• LTL_FTC 15 hours ago

    It sounds like you don’t need immediate llm responses and can batch process your data nightly? Have you considered running a local llm? May not need to pay for api calls. Today’s local models are quite good. I started off with cpu and even that was fine for my pipelines.

    • ok_orco 4 hours ago

      I haven't thought about that, but really want to dig in more now. Any places you recommend starting?

      • kreetx 12 hours ago

        Though haven't done any extensive testing then I personally could easily get by with current local models. The only reason I don't is that the hosted ones all have free tiers.

        • ydu1a2fovb 9 hours ago

          Can you suggest any good llms for cpu?

          • R_D_Olivaw 6 hours ago

            Following.

          • queenkjuul 13 hours ago

            Agreed, I'm pretty amazed at what I'm able to do locally just with an AMD 6700XT and 32GB of RAM. It's slow, but if you've got all night...

          • 44za12 15 hours ago

            This is the way. I actually mapped out the decision tree for this exact process and more here:

            https://github.com/NehmeAILabs/llm-sanity-checks

            • homeonthemtn 9 hours ago

              That's interesting. Is there any kind of mapping to these respective models somewhere?

              • 44za12 9 hours ago

                Yes, I included a 'Model Selection Cheat Sheet' in the README (scroll down a bit).

                I map them by task type:

                Tiny (<3B): Gemma 3 1B (could try 4B as well), Phi-4-mini (Good for classification). Small (8B-17B): Qwen 3 8B, Llama 4 Scout (Good for RAG/Extraction). Frontier: GPT-5, Llama 4 Maverick, GLM, Kimi

                Is that what you meant?

            • gandalfar 15 hours ago

              Consider using z.ai as model provider to further lower your costs.

              • ok_orco 4 hours ago

                Will take a look!

                • tehlike 15 hours ago

                  This is what i was going to suggest too.

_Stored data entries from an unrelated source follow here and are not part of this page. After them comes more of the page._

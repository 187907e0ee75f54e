//! Application configuration module.
//!
//! Manages the TOML config file holding TMDB request settings, search
//! defaults, and the embed player preferences.

#[allow(clippy::module_inception)]
mod config;
mod paths;

#[allow(clippy::module_name_repetitions)]
pub use config::AppConfig;
pub use paths::resolve_config_path;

                  • viraptor 15 hours ago

                    Or minimax - m2.1 release didn't make a big splash in the news, but it's really capable.

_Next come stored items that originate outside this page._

#[cfg(test)]
mod tests {
    #![allow(clippy::unwrap_used)]
    #![allow(clippy::indexing_slicing)]
    #![allow(clippy::arithmetic_side_effects)]

    use cinedeck_core::paging::ResultPage;
    use cinedeck_core::query::PageSize;

    use super::*;

    fn key(code: KeyCode) -> KeyEvent {
        KeyEvent::new(code, KeyModifiers::NONE)
    }

    fn summary(id: u64, kind: MediaKind) -> MediaSummary {
        MediaSummary {
            id,
            title: format!("title {id}"),
            year: Some(2010),
            rating: 7.5,
            poster: None,
            genres: Vec::new(),
            description: String::new(),
            kind,
        }
    }

    fn state_for(text: &str) -> SearchViewState {
        SearchViewState::new(
            SearchQuery::new(text),
            Duration::from_millis(500),
            EmbedLanguage::En,
            EmbedEndpoints::default(),
        )
    }

    fn fetches(actions: &[Action]) -> Vec<&FetchRequest> {
        actions
            .iter()
            .filter_map(|action| match action {
                Action::Fetch(request) => Some(request),
                _ => None,
            })
            .collect()
    }

    /// Completes every fetch in `actions` with `count` items out of `total`.
    fn complete(state: &mut SearchViewState, actions: &[Action], count: u64, total: u64) {
        for request in fetches(actions) {
            let kind = request.track.kind();
            let items = (1..=count).map(|id| summary(id, kind)).collect();
            state.on_message(Message::Search(FetchOutcome {
                track: request.track,
                key: request.key.clone(),
                result: Ok(ResultPage {
                    items,
                    total,
                    page: request.key.page,
                    limit: request.key.page_size.get(),
                }),
            }));
        }
    }

    #[test]
    fn test_empty_query_starts_idle_in_editing_mode() {
        // Arrange
        let mut state = state_for("");

        // Act
        let actions = state.start();

        // Assert
        assert!(actions.is_empty());
        assert_eq!(state.input_mode, InputMode::Editing);
        assert_eq!(state.view_status(), ViewStatus::Idle);
    }

    #[test]
    fn test_typing_fetches_only_after_debounce() {
        // Arrange
        let mut state = state_for("");
        let t0 = Instant::now();

        // Act
        let typed: Vec<Action> = "dune"
            .chars()
            .flat_map(|c| state.handle_key(key(KeyCode::Char(c)), t0))
            .collect();
        let early = state.on_debounce(t0 + Duration::from_millis(100));
        let settled = state.on_debounce(t0 + Duration::from_millis(500));

        // Assert
        assert!(typed.is_empty());
        assert!(early.is_empty());
        let requests = fetches(&settled);
        assert_eq!(requests.len(), 2);
        assert!(requests.iter().all(|r| r.key.text == "dune" && r.key.page == 1));
        assert_eq!(state.view_status(), ViewStatus::Loading);
    }

    #[test]
    fn test_enter_applies_text_immediately() {
        // Arrange
        let mut state = state_for("");
        let now = Instant::now();
        state.handle_key(key(KeyCode::Char('x')), now);

        // Act
        let actions = state.handle_key(key(KeyCode::Enter), now);

        // Assert
        assert_eq!(fetches(&actions).len(), 2);
        assert_eq!(state.input_mode, InputMode::Normal);
        assert!(state.debounce_deadline().is_none());
    }

    #[test]
    fn test_tab_switch_does_not_fetch() {
        // Arrange
        let mut state = state_for("batman");
        let started = state.start();
        complete(&mut state, &started, 3, 3);

        // Act
        let actions = state.handle_key(key(KeyCode::Tab), Instant::now());

        // Assert
        assert!(actions.is_empty());
        assert_eq!(state.query().tab, Tab::Movies);
        assert_eq!(state.visible_items().len(), 3);
    }

    #[test]
    fn test_all_tab_concatenates_both_tracks() {
        // Arrange
        let mut state = state_for("batman");
        let started = state.start();

        // Act
        complete(&mut state, &started, 2, 2);

        // Assert
        let items = state.visible_items();
        assert_eq!(items.len(), 4);
        assert_eq!(items[0].kind, MediaKind::Movie);
        assert_eq!(items[3].kind, MediaKind::Tv);
        assert_eq!(state.view_status(), ViewStatus::Ready);
    }

    #[test]
    fn test_next_page_fetches_only_active_track() {
        // Arrange
        let mut state = state_for("batman");
        let started = state.start();
        complete(&mut state, &started, 20, 45);
        state.handle_key(key(KeyCode::Tab), Instant::now());

        // Act
        let actions = state.handle_key(key(KeyCode::Right), Instant::now());

        // Assert
        let requests = fetches(&actions);
        assert_eq!(requests.len(), 1);
        assert_eq!(requests[0].track, Track::Movies);
        assert_eq!(requests[0].key.page, 2);
        assert_eq!(state.session.page(Track::Tv), 1);
    }

    #[test]
    fn test_activating_page_slot_fetches_that_page() {
        // Arrange
        let mut state = state_for("batman");
        state.session.set_tab(Tab::Movies);
        let started = state.start();
        complete(&mut state, &started, 20, 400);

        // Act
        let actions = state.activate_slot(PageSlot::Page(7));

        // Assert
        let requests = fetches(&actions);
        assert_eq!(requests.len(), 1);
        assert_eq!(requests[0].track, Track::Movies);
        assert_eq!(requests[0].key.page, 7);
        assert_eq!(state.session.page(Track::Tv), 1);
    }

    #[test]
    fn test_activating_ellipsis_is_inert() {
        // Arrange
        let mut state = state_for("batman");
        state.session.set_tab(Tab::Movies);
        let started = state.start();
        complete(&mut state, &started, 20, 400);

        // Act
        let actions = state.activate_slot(PageSlot::Ellipsis);

        // Assert
        assert!(actions.is_empty());
        assert_eq!(state.session.page(Track::Movies), 1);
    }

    #[test]
    fn test_slot_keys_jump_to_highlighted_page() {
        // Arrange
        let mut state = state_for("batman");
        state.session.set_tab(Tab::Tv);
        let started = state.start();
        complete(&mut state, &started, 20, 400);
        let now = Instant::now();

        // Act
        state.handle_key(key(KeyCode::Char(']')), now);
        state.handle_key(key(KeyCode::Char(']')), now);
        let highlighted = state.slot_cursor();
        let actions = state.handle_key(key(KeyCode::Char('g')), now);

        // Assert
        assert_eq!(
            state.pagination_slots().first(),
            Some(&PageSlot::Page(1))
        );
        assert_eq!(highlighted, Some(2));
        let requests = fetches(&actions);
        assert_eq!(requests.len(), 1);
        assert_eq!(requests[0].track, Track::Tv);
        assert_eq!(requests[0].key.page, 3);
        assert_eq!(state.slot_cursor(), None);
    }

    #[test]
    fn test_open_failure_notice_clears_on_next_key() {
        // Arrange
        let mut state = state_for("batman");
        let err = std::io::Error::new(std::io::ErrorKind::NotFound, "no browser");

        // Act
        state.on_open_failed("https://vidsrc.to/embed/movie/1", &err);
        let shown = state.notice.clone();
        state.handle_key(key(KeyCode::Down), Instant::now());

        // Assert
        assert!(shown.is_some_and(|text| text.contains("no browser")));
        assert_eq!(state.notice, None);
    }

    #[test]
    fn test_last_page_does_not_move_past_end() {
        // Arrange
        let mut state = state_for("batman");
        state.session.set_tab(Tab::Tv);
        let started = state.start();
        complete(&mut state, &started, 20, 20);

        // Act
        let actions = state.handle_key(key(KeyCode::Right), Instant::now());

        // Assert
        assert!(actions.is_empty());
    }

    #[test]
    fn test_page_size_cycle_resets_pages() {
        // Arrange
        let mut state = state_for("batman");
        let started = state.start();
        complete(&mut state, &started, 20, 100);

        // Act
        let actions = state.handle_key(key(KeyCode::Char('s')), Instant::now());

        // Assert
        let requests = fetches(&actions);
        assert_eq!(requests.len(), 2);
        assert!(requests.iter().all(|r| r.key.page_size == PageSize::Forty));
    }

    #[test]
    fn test_retry_only_failed_track() {
        // Arrange
        let mut state = state_for("batman");
        let started = state.start();
        let requests = fetches(&started);
        state.on_message(Message::Search(FetchOutcome {
            track: requests[0].track,
            key: requests[0].key.clone(),
            result: Err(ProviderError::Network(String::from("offline"))),
        }));
        complete(&mut state, &started[1..], 1, 1);

        // Act
        let partial = state.partial_failures();
        let actions = state.handle_key(key(KeyCode::Char('r')), Instant::now());

        // Assert
        assert_eq!(partial.len(), 1);
        let retried = fetches(&actions);
        assert_eq!(retried.len(), 1);
        assert_eq!(retried[0].track, Track::Movies);
    }

    #[test]
    fn test_stale_outcome_is_ignored() {
        // Arrange
        let mut state = state_for("bat");
        let old = state.start();
        let now = Instant::now();
        state.handle_key(key(KeyCode::Char('/')), now);
        state.handle_key(key(KeyCode::Char('s')), now);
        let fresh = state.handle_key(key(KeyCode::Enter), now);

        // Act
        complete(&mut state, &old, 5, 5);

        // Assert
        assert_eq!(fetches(&fresh).len(), 2);
        assert_eq!(state.view_status(), ViewStatus::Loading);
        assert!(state.visible_items().is_empty());
    }

    #[test]
    fn test_enter_opens_detail_and_play_url() {
        // Arrange
        let mut state = state_for("batman");
        let started = state.start();
        complete(&mut state, &started, 1, 1);

        // Act
        let opened = state.handle_key(key(KeyCode::Enter), Instant::now());
        let played = state.handle_key(key(KeyCode::Char('p')), Instant::now());

        // Assert
        assert_eq!(
            opened,
            vec![Action::LoadDetails {
                kind: MediaKind::Movie,
                id: 1
            }]
        );
        assert_eq!(
            played,
            vec![Action::Open(String::from("https://vidsrc.to/embed/movie/1"))]
        );
    }

    #[test]
    fn test_language_toggle_changes_play_url() {
        // Arrange
        let mut state = state_for("office");
        state.session.set_tab(Tab::Tv);
        let started = state.start();
        complete(&mut state, &started, 1, 1);
        state.handle_key(key(KeyCode::Enter), Instant::now());

        // Act
        state.handle_key(key(KeyCode::Char('t')), Instant::now());

        // Assert
        assert_eq!(
            state.detail_play_url().as_deref(),
            Some("https://frembed.top/api/serie.php?id=1&sa=1&epi=1")
        );
    }

    #[test]
    fn test_details_for_closed_view_are_dropped() {
        // Arrange
        let mut state = state_for("batman");
        let started = state.start();
        complete(&mut state, &started, 1, 1);
        state.handle_key(key(KeyCode::Enter), Instant::now());
        state.handle_key(key(KeyCode::Esc), Instant::now());

        // Act
        state.on_message(Message::Details {
            kind: MediaKind::Movie,
            id: 1,
            result: Err(ProviderError::Timeout(String::from("slow"))),
        });

        // Assert
        assert!(matches!(state.screen, Screen::Results));
    }

    #[test]
    fn test_ctrl_c_quits_from_editing() {
        // Arrange
        let mut state = state_for("");

        // Act
        let actions = state.handle_key(
            KeyEvent::new(KeyCode::Char('c'), KeyModifiers::CONTROL),
            Instant::now(),
        );

        // Assert
        assert_eq!(actions, vec![Action::Quit]);
    }
}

                    • DANmode 15 hours ago

                      Do they or any other providers offer any improvements on the often-chronicled variability of quality/effort from the major two services e.g. during peak hours?

                    • deepsummer 13 hours ago

                      As much as I like the Claude models, they are expensive. I wouldn't use them to process large volumes of data. Gemini 2.5 Flash-Lite is $0.10 per million tokens. Grok 4.1 Fast is really good and only $0.20. They will work just as well for most simple tasks.

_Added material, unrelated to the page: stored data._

//! `TmdbClient` - TMDB API client implementation.

#[cfg(feature = "otel")]
use std::sync::LazyLock;
use std::sync::Arc;
use std::time::Duration;

use anyhow::{Context, Result};
use reqwest::Client;
use tokio::sync::Mutex;
use tracing::instrument;
use url::Url;

use super::api::TmdbApi;
use super::error::TmdbHttpError;
use super::rate_limiter::RequestPacer;
use super::types::{
    SearchMovieParams, SearchTvParams, TmdbErrorResponse, TmdbMovieDetails, TmdbMovieResult,
    TmdbPage, TmdbTvDetails, TmdbTvResult, TmdbTvSeason, TrendingWindow,
};

/// Default base URL for TMDB API v3.
const DEFAULT_BASE_URL: &str = "https://api.themoviedb.org/3/";

/// Maximum number of retries for HTTP 429 responses.
const MAX_RETRIES: u32 = 3;

/// Backoff duration between retries.
const RETRY_BACKOFF: Duration = Duration::from_secs(1);

/// Request counter exported when built with `otel`.
#[cfg(feature = "otel")]
static REQUEST_COUNTER: LazyLock<opentelemetry::metrics::Counter<u64>> = LazyLock::new(|| {
    opentelemetry::global::meter("cinedeck-api")
        .u64_counter("tmdb.requests")
        .with_description("TMDB API responses by HTTP status")
        .build()
});

/// TMDB API client.
#[derive(Debug, Clone)]
#[allow(clippy::module_name_repetitions)]
pub struct TmdbClient {
    /// HTTP client.
    http_client: Client,
    /// Base URL for API requests.
    base_url: Url,
    /// Bearer API token.
    api_token: String,
    /// Pacing shared by every clone of this client.
    pacer: Arc<Mutex<RequestPacer>>,
}

/// Builder for `TmdbClient`.
#[derive(Debug)]
#[allow(clippy::module_name_repetitions)]
pub struct TmdbClientBuilder {
    base_url: Option<Url>,
    api_token: Option<String>,
    user_agent: Option<String>,
    min_interval: Option<Duration>,
    timeout: Option<Duration>,
}

impl TmdbClientBuilder {
    /// Creates a new builder.
    const fn new() -> Self {
        Self {
            base_url: None,
            api_token: None,
            user_agent: None,
            min_interval: None,
            timeout: None,
        }
    }

    /// Overrides the base URL (for wiremock in tests).
    #[must_use]
    pub fn base_url(mut self, url: Url) -> Self {
        self.base_url = Some(url);
        self
    }

    /// Sets the API bearer token (required).
    #[must_use]
    pub fn api_token(mut self, token: impl Into<String>) -> Self {
        self.api_token = Some(token.into());
        self
    }

    /// Sets the User-Agent (required).
    #[must_use]
    pub fn user_agent(mut self, ua: impl Into<String>) -> Self {
        self.user_agent = Some(ua.into());
        self
    }

    /// Sets the minimum request interval (default: 25ms).
    #[must_use]
    pub const fn min_interval(mut self, interval: Duration) -> Self {
        self.min_interval = Some(interval);
        self
    }

    /// Sets the per-request timeout (default: none).
    #[must_use]
    pub const fn timeout(mut self, timeout: Duration) -> Self {
        self.timeout = Some(timeout);
        self
    }

    /// Builds the client.
    ///
    /// # Errors
    ///
    /// - `api_token` is not set.
    /// - `user_agent` is not set.
    /// - `reqwest::Client` build fails.
    pub fn build(self) -> Result<TmdbClient> {
        let api_token = self.api_token.context("api_token is required")?;
        let user_agent = self.user_agent.context("user_agent is required")?;

        let base_url = match self.base_url {
            Some(url) => url,
            None => Url::parse(DEFAULT_BASE_URL).context("invalid default base URL")?,
        };

        let pacer = self
            .min_interval
            .map_or_else(RequestPacer::default, RequestPacer::new);

        let mut http_builder = Client::builder().user_agent(&user_agent).gzip(true);
        if let Some(timeout) = self.timeout {
            http_builder = http_builder.timeout(timeout);
        }
        let http_client = http_builder
            .build()
            .context("failed to build HTTP client")?;

        Ok(TmdbClient {
            http_client,
            base_url,
            api_token,
            pacer: Arc::new(Mutex::new(pacer)),
        })
    }
}

impl TmdbClient {
    /// Creates a new builder.
    #[must_use]
    pub const fn builder() -> TmdbClientBuilder {
        TmdbClientBuilder::new()
    }

    /// Sends a GET request with Bearer auth, query params, and pacing.
    /// Retries up to `MAX_RETRIES` times on HTTP 429.
    #[instrument(skip_all, fields(path = path))]
    async fn get_json<T: serde::de::DeserializeOwned>(
        &self,
        path: &str,
        query: &[(&str, String)],
    ) -> Result<T> {
        self.pacer.lock().await.wait().await;

        let url = self
            .base_url
            .join(path)
            .with_context(|| format!("failed to join URL path: {path}"))?;

        let mut retries = 0u32;
        loop {
            let request = self
                .http_client
                .get(url.clone())
                .bearer_auth(&self.api_token)
                .query(query)
                .build()
                .with_context(|| format!("failed to build request: {path}"))?;

            tracing::debug!(url = %request.url(), "TMDB API request");

            let response = self
                .http_client
                .execute(request)
                .await
                .with_context(|| format!("request failed: {path}"))?;

            let status = response.status();

            #[cfg(feature = "otel")]
            REQUEST_COUNTER.add(
                1,
                &[opentelemetry::KeyValue::new(
                    "http.status",
                    i64::from(status.as_u16()),
                )],
            );

            if status == reqwest::StatusCode::TOO_MANY_REQUESTS {
                retries = retries.saturating_add(1);
                if retries > MAX_RETRIES {
                    return Err(TmdbHttpError::RateLimited {
                        retries: MAX_RETRIES,
                        path: String::from(path),
                    }
                    .into());
                }
                tracing::warn!(
                    retry = retries,
                    max_retries = MAX_RETRIES,
                    "TMDB API rate limited (429). Retrying..."
                );
                tokio::time::sleep(RETRY_BACKOFF.saturating_mul(retries)).await;
                self.pacer.lock().await.wait().await;
                continue;
            }

            if !status.is_success() {
                let body = response
                    .text()
                    .await
                    .unwrap_or_else(|_| String::from("<failed to read body>"));
                let error = match serde_json::from_str::<TmdbErrorResponse>(&body) {
                    Ok(envelope) => TmdbHttpError::Api {
                        status,
                        code: envelope.status_code,
                        message: envelope.status_message,
                    },
                    Err(_) => TmdbHttpError::Http { status, body },
                };
                return Err(error.into());
            }

            let body = response
                .text()
                .await
                .with_context(|| format!("failed to read response body: {path}"))?;
            return serde_json::from_str(&body)
                .with_context(|| format!("failed to decode JSON response: {path}"));
        }
    }
}

/// Builds the `language` + `page` query shared by listing endpoints.
fn listing_query(language: &str, page: u32) -> [(&'static str, String); 2] {
    [
        ("language", String::from(language)),
        ("page", page.to_string()),
    ]
}

impl TmdbApi for TmdbClient {
    #[instrument(skip_all, fields(page = params.page))]
    async fn search_movie(&self, params: &SearchMovieParams) -> Result<TmdbPage<TmdbMovieResult>> {
        let mut query: Vec<(&str, String)> = vec![
            ("query", params.query.clone()),
            ("language", params.language.clone()),
            ("page", params.page.to_string()),
            ("include_adult", params.include_adult.to_string()),
        ];
        if let Some(year) = params.primary_release_year {
            query.push(("primary_release_year", year.to_string()));
        }

        self.get_json("search/movie", &query).await
    }

    #[instrument(skip_all, fields(page = params.page))]
    async fn search_tv(&self, params: &SearchTvParams) -> Result<TmdbPage<TmdbTvResult>> {
        let mut query: Vec<(&str, String)> = vec![
            ("query", params.query.clone()),
            ("language", params.language.clone()),
            ("page", params.page.to_string()),
            ("include_adult", params.include_adult.to_string()),
        ];
        if let Some(year) = params.first_air_date_year {
            query.push(("first_air_date_year", year.to_string()));
        }

        self.get_json("search/tv", &query).await
    }

    #[instrument(skip_all)]
    async fn trending_movies(
        &self,
        window: TrendingWindow,
        language: &str,
    ) -> Result<TmdbPage<TmdbMovieResult>> {
        let path = format!("trending/movie/{}", window.as_str());
        let query = [("language", String::from(language))];
        self.get_json(&path, &query).await
    }

    #[instrument(skip_all)]
    async fn trending_tv(
        &self,
        window: TrendingWindow,
        language: &str,
    ) -> Result<TmdbPage<TmdbTvResult>> {
        let path = format!("trending/tv/{}", window.as_str());
        let query = [("language", String::from(language))];
        self.get_json(&path, &query).await
    }

    #[instrument(skip_all, fields(page = page))]
    async fn upcoming_movies(
        &self,
        language: &str,
        page: u32,
    ) -> Result<TmdbPage<TmdbMovieResult>> {
        self.get_json("movie/upcoming", &listing_query(language, page))
            .await
    }

    #[instrument(skip_all, fields(page = page))]
    async fn popular_movies(&self, language: &str, page: u32) -> Result<TmdbPage<TmdbMovieResult>> {
        self.get_json("movie/popular", &listing_query(language, page))
            .await
    }

    #[instrument(skip_all, fields(page = page))]
    async fn popular_tv(&self, language: &str, page: u32) -> Result<TmdbPage<TmdbTvResult>> {
        self.get_json("tv/popular", &listing_query(language, page))
            .await
    }

    #[instrument(skip_all, fields(movie_id = movie_id))]
    async fn movie_details(&self, movie_id: u64, language: &str) -> Result<TmdbMovieDetails> {
        let path = format!("movie/{movie_id}");
        let query = [("language", String::from(language))];
        self.get_json(&path, &query).await
    }

    #[instrument(skip_all, fields(series_id = series_id))]
    async fn tv_details(&self, series_id: u64, language: &str) -> Result<TmdbTvDetails> {
        let path = format!("tv/{series_id}");
        let query = [("language", String::from(language))];
        self.get_json(&path, &query).await
    }

    #[instrument(skip_all, fields(series_id = series_id, season = season_number))]
    async fn tv_season(
        &self,
        series_id: u64,
        season_number: u32,
        language: &str,
    ) -> Result<TmdbTvSeason> {
        let path = format!("tv/{series_id}/season/{season_number}");
        let query = [("language", String::from(language))];
        self.get_json(&path, &query).await
    }
}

                      • joshribakoff 15 hours ago
                        • dezgeg 15 hours ago

                          Are you also adding the proper prompt cache control attributes? I think Anthropic API still doesn't do it automatically

                          • arthurcolle 21 hours ago

                            Can you discuss a bit more of the architecture?

                            • ok_orco 21 hours ago

                              Pretty straightforward. Sources dump into a queue throughout the day, regex filters the obvious junk ("lol", "thanks", bot messages never hit the LLM), then everything gets batched overnight through Anthropic's Batch API for classification. Feedback gets clustered against existing pain points or creates new ones.

                              Most of the cost savings came from not sending stuff to the LLM that didn't need to go there, plus the batch API is half the price of real-time calls.

                            • DeathArrow 14 hours ago

                              You also can try to use cheaper models like GLM, Deepseek, Qwen,at least partially.